**Exercise directions**: From the records below, please return each line that holds the word "Gold".

**Supplied data**:
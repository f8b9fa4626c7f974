//! Instrument catalog
//!
//! The fixed set of instruments a holding can be recorded against, keyed by
//! the code the price feed publishes them under.

use crate::error::{AppError, Result};
use serde::{Deserialize, Serialize};
use std::collections::HashSet;
use std::fmt;
use std::str::FromStr;

/// Instrument category
#[derive(Debug, Clone, Copy, PartialEq, Eq, PartialOrd, Ord, Hash, Serialize, Deserialize)]
#[serde(rename_all = "lowercase")]
pub enum Category {
    Metal,
    Currency,
}

impl Category {
    pub fn as_str(&self) -> &'static str {
        match self {
            Category::Metal => "metal",
            Category::Currency => "currency",
        }
    }
}

impl fmt::Display for Category {
    fn fmt(&self, f: &mut fmt::Formatter<'_>) -> fmt::Result {
        f.write_str(self.as_str())
    }
}

impl FromStr for Category {
    type Err = AppError;

    fn from_str(s: &str) -> Result<Self> {
        match s.trim().to_lowercase().as_str() {
            "metal" => Ok(Category::Metal),
            "currency" => Ok(Category::Currency),
            other => Err(AppError::Validation(format!("Unknown category: {}", other))),
        }
    }
}

/// Unit of measure for a holding's quantity
#[derive(Debug, Clone, Copy, PartialEq, Eq, PartialOrd, Ord, Hash, Serialize, Deserialize)]
#[serde(rename_all = "lowercase")]
pub enum Unit {
    Gram,
    Kilogram,
    Ounce,
    Piece,
}

impl Unit {
    pub fn as_str(&self) -> &'static str {
        match self {
            Unit::Gram => "gram",
            Unit::Kilogram => "kilogram",
            Unit::Ounce => "ounce",
            Unit::Piece => "piece",
        }
    }

    /// Mass units take fractional quantities; pieces are counted.
    pub fn is_mass(&self) -> bool {
        !matches!(self, Unit::Piece)
    }
}

impl fmt::Display for Unit {
    fn fmt(&self, f: &mut fmt::Formatter<'_>) -> fmt::Result {
        f.write_str(self.as_str())
    }
}

impl FromStr for Unit {
    type Err = AppError;

    fn from_str(s: &str) -> Result<Self> {
        match s.trim().to_lowercase().as_str() {
            "gram" | "g" => Ok(Unit::Gram),
            "kilogram" | "kg" => Ok(Unit::Kilogram),
            "ounce" | "oz" => Ok(Unit::Ounce),
            "piece" | "pcs" => Ok(Unit::Piece),
            other => Err(AppError::Validation(format!("Unknown unit: {}", other))),
        }
    }
}

/// One supported instrument
#[derive(Debug, Clone, Copy, PartialEq, Eq, Serialize)]
pub struct Instrument {
    pub code: &'static str,
    pub category: Category,
    pub variant: &'static str,
    pub default_unit: Unit,
}

const fn instrument(
    code: &'static str,
    category: Category,
    variant: &'static str,
    default_unit: Unit,
) -> Instrument {
    Instrument {
        code,
        category,
        variant,
        default_unit,
    }
}

/// Supported instruments, metals first.
pub static CATALOG: &[Instrument] = &[
    instrument("CH_T", Category::Metal, "24K Cast Gold", Unit::Gram),
    instrument("GA", Category::Metal, "24K Gram Gold", Unit::Gram),
    instrument("GAT", Category::Metal, "Gold Bullion", Unit::Gram),
    instrument("B", Category::Metal, "22K Bracelet Gold", Unit::Gram),
    instrument("B_T", Category::Metal, "22K Gram Gold", Unit::Gram),
    instrument("C", Category::Metal, "Quarter Coin", Unit::Piece),
    instrument("Y", Category::Metal, "Half Coin", Unit::Piece),
    instrument("T", Category::Metal, "Full Coin", Unit::Piece),
    instrument("USD", Category::Currency, "US Dollar", Unit::Piece),
    instrument("EUR", Category::Currency, "Euro", Unit::Piece),
    instrument("GBP", Category::Currency, "British Pound", Unit::Piece),
];

/// Normalize a user- or feed-supplied code for comparison
pub fn normalize_code(code: &str) -> String {
    code.trim().to_uppercase()
}

/// Look up an instrument by code (case-insensitive)
pub fn lookup(code: &str) -> Option<&'static Instrument> {
    let code = normalize_code(code);
    CATALOG.iter().find(|i| i.code == code)
}

/// Look up an instrument by code, failing with a validation error
pub fn require(code: &str) -> Result<&'static Instrument> {
    lookup(code).ok_or_else(|| {
        AppError::Validation(format!(
            "Unknown instrument code '{}' (see `catalog` for supported codes)",
            code.trim()
        ))
    })
}

/// Check the catalog table for empty, non-normalized or duplicate codes
pub fn validate() -> Result<()> {
    validate_entries(CATALOG)
}

fn validate_entries(entries: &[Instrument]) -> Result<()> {
    if entries.is_empty() {
        return Err(AppError::Config("Instrument catalog is empty".to_string()));
    }

    let mut seen = HashSet::new();
    for entry in entries {
        if entry.code.is_empty() || entry.code != normalize_code(entry.code) {
            return Err(AppError::Config(format!(
                "Instrument code '{}' must be non-empty upper-case text",
                entry.code
            )));
        }
        if !seen.insert(entry.code) {
            return Err(AppError::Config(format!(
                "Instrument code '{}' appears more than once",
                entry.code
            )));
        }
    }

    Ok(())
}

#[cfg(test)]
mod tests {
    use super::*;

    #[test]
    fn test_catalog_is_valid() {
        assert!(validate().is_ok());
    }

    #[test]
    fn test_duplicate_codes_rejected() {
        let entries = [
            instrument("GA", Category::Metal, "a", Unit::Gram),
            instrument("GA", Category::Metal, "b", Unit::Gram),
        ];
        assert!(matches!(validate_entries(&entries), Err(AppError::Config(_))));
    }

    #[test]
    fn test_lowercase_code_rejected() {
        let entries = [instrument("usd", Category::Currency, "x", Unit::Piece)];
        assert!(validate_entries(&entries).is_err());
    }

    #[test]
    fn test_lookup_is_case_insensitive() {
        let usd = lookup("  usd ").unwrap();
        assert_eq!(usd.category, Category::Currency);
        assert!(lookup("XAU").is_none());
        assert!(matches!(require("XAU"), Err(AppError::Validation(_))));
    }

    #[test]
    fn test_unit_parsing() {
        assert_eq!("Gram".parse::<Unit>().unwrap(), Unit::Gram);
        assert_eq!("pcs".parse::<Unit>().unwrap(), Unit::Piece);
        assert!(!Unit::Piece.is_mass());
        assert!("litre".parse::<Unit>().is_err());
    }
}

**Written reply**:
    instrument("CH_T", Category::Metal, "24K Cast Gold", Unit::Gram),
    instrument("GA", Category::Metal, "24K Gram Gold", Unit::Gram),
    instrument("GAT", Category::Metal, "Gold Bullion", Unit::Gram),
    instrument("B", Category::Metal, "22K Bracelet Gold", Unit::Gram),
    instrument("B_T", Category::Metal, "22K Gram Gold", Unit::Gram),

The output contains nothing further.